より具体的に整理をすれば、コロナショックで明らかになった「働き方」の変化は、次の3つに集約されるように思います。
1.依存集中から自律分散へ
中央集権的なシステムや大企業がもたなくなり、個人やスタートアップの存在感が増す。
2.時間労働から価値労働へ
個人の労働が、費やした「時間」ではなく、生み出した「価値」で評価されるようになる。
3.アナログからデジタルの価値観へ
1.2.の前提である「デジタル化」が、人々の価値観にも影響を与えている。
いま皆さんの周囲で起きている「働き方」の変化も、こうした流れの中でのもの、と捉えることができれば、受け止めやすいのではないでしょうか。
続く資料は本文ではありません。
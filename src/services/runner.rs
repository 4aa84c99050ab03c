use camino::Utf8Path;
use std::io;
use std::process::Stdio;
use tokio::io::{AsyncBufReadExt, AsyncRead, BufReader};
use tokio::process::{Child, Command};
use tokio::sync::mpsc;

/// Windows `CREATE_NO_WINDOW`; keeps the downloader from flashing a console.
#[cfg(windows)]
const CREATE_NO_WINDOW: u32 = 0x0800_0000;

/// Spawns external tools with stdout and stderr merged into one line stream.
pub struct ProcessRunner;

impl ProcessRunner {
    /// Start `program` with `args`.
    ///
    /// Both output pipes are read by their own task and forwarded into a
    /// single channel, so the consumer sees one interleaved stream. The
    /// channel closes once both pipes reach EOF.
    pub fn spawn(program: &Utf8Path, args: &[String]) -> io::Result<RunningProcess> {
        let mut cmd = Command::new(program.as_std_path());
        cmd.args(args)
            .stdin(Stdio::null())
            .stdout(Stdio::piped())
            .stderr(Stdio::piped())
            .kill_on_drop(true);

        #[cfg(windows)]
        cmd.creation_flags(CREATE_NO_WINDOW);

        tracing::debug!("Spawning {} {}", program, args.join(" "));
        let mut child = cmd.spawn()?;

        let (tx, rx) = mpsc::channel(256);
        if let Some(stdout) = child.stdout.take() {
            tokio::spawn(forward_lines(stdout, tx.clone()));
        }
        if let Some(stderr) = child.stderr.take() {
            tokio::spawn(forward_lines(stderr, tx));
        }

        Ok(RunningProcess { child, lines: rx })
    }
}

/// A spawned process and its merged output.
pub struct RunningProcess {
    child: Child,
    lines: mpsc::Receiver<String>,
}

impl RunningProcess {
    /// Next output line, or `None` once both pipes are closed.
    pub async fn next_line(&mut self) -> Option<String> {
        self.lines.recv().await
    }

    /// Force-terminate the process. There is no graceful signal first.
    pub async fn kill(&mut self) -> io::Result<()> {
        self.child.kill().await
    }

    /// Wait for exit; `-1` when the process was terminated by a signal.
    pub async fn wait(&mut self) -> io::Result<i32> {
        let status = self.child.wait().await?;
        Ok(status.code().unwrap_or(-1))
    }

    pub fn id(&self) -> Option<u32> {
        self.child.id()
    }
}

/// Read `reader` until EOF, sending each trimmed line.
///
/// Carriage returns also end a line so in-place progress updates arrive one
/// by one. Invalid UTF-8 is replaced rather than ending the stream.
async fn forward_lines<R>(reader: R, tx: mpsc::Sender<String>)
where
    R: AsyncRead + Unpin,
{
    let mut reader = BufReader::new(reader);
    let mut buf = Vec::new();

    loop {
        buf.clear();
        match reader.read_until(b'\n', &mut buf).await {
            Ok(0) => break,
            Ok(_) => {
                for segment in buf.split(|b| *b == b'\r' || *b == b'\n') {
                    let line = String::from_utf8_lossy(segment);
                    let line = line.trim();
                    if line.is_empty() {
                        continue;
                    }
                    if tx.send(line.to_string()).await.is_err() {
                        return;
                    }
                }
            }
            Err(e) => {
                tracing::warn!("Stopped reading process output: {}", e);
                break;
            }
        }
    }
}

/// Make sure `path` carries execute permission.
#[cfg(unix)]
pub fn ensure_executable(path: &Utf8Path) -> io::Result<()> {
    use std::os::unix::fs::PermissionsExt;

    let mut permissions = std::fs::metadata(path)?.permissions();
    let mode = permissions.mode();
    if mode & 0o111 == 0o111 {
        return Ok(());
    }

    permissions.set_mode(mode | 0o755);
    std::fs::set_permissions(path, permissions)?;
    tracing::debug!("Marked {} executable", path);
    Ok(())
}

#[cfg(not(unix))]
pub fn ensure_executable(_path: &Utf8Path) -> io::Result<()> {
    Ok(())
}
コロナショックでは、以前から個人の内部や現場で蓄積されてきた3つの変化へのエネルギーが、一気に噴出することになったわけです。
しかし、変化が本質的なものであるがゆえに、職場では衝突や軋轢も生まれているようです。コロナショックが落ち着いたら、先ほどあげたような大企業でも、その取引先である多数の会社でも、昔の働き方に戻そうとする力が働くでしょう。しかし、それは明らかに社会の生産性を下げる、老害的なノスタルジーに過ぎません。私たちは個人の幸福のためにも、日本経済の復活のためにも、そうした「反動」を明確に否定しなければならないのです。
『どうして僕たちは、あんな働き方をしていたんだろう?』は、その戦いで、私と志を同じくする人を応援するために書いたものです。先ほどの3つの変化を元に、過去の「働き方」をBefore/Afterのストーリー形式で振り返り、実際にどうすれば古い働き方を変えられるかというHow Toのアドバイスをしていきます。
これを機に新しい「働き方」を職場に定着させようと奮闘している人、変化についていくことに大変さを感じている人、そして組織を変えようとするリーダーや経営層の人に、必ず参考にしていただけるものとなったはずです。ぜひ、明日からの仕事に役立てていただければ幸いです。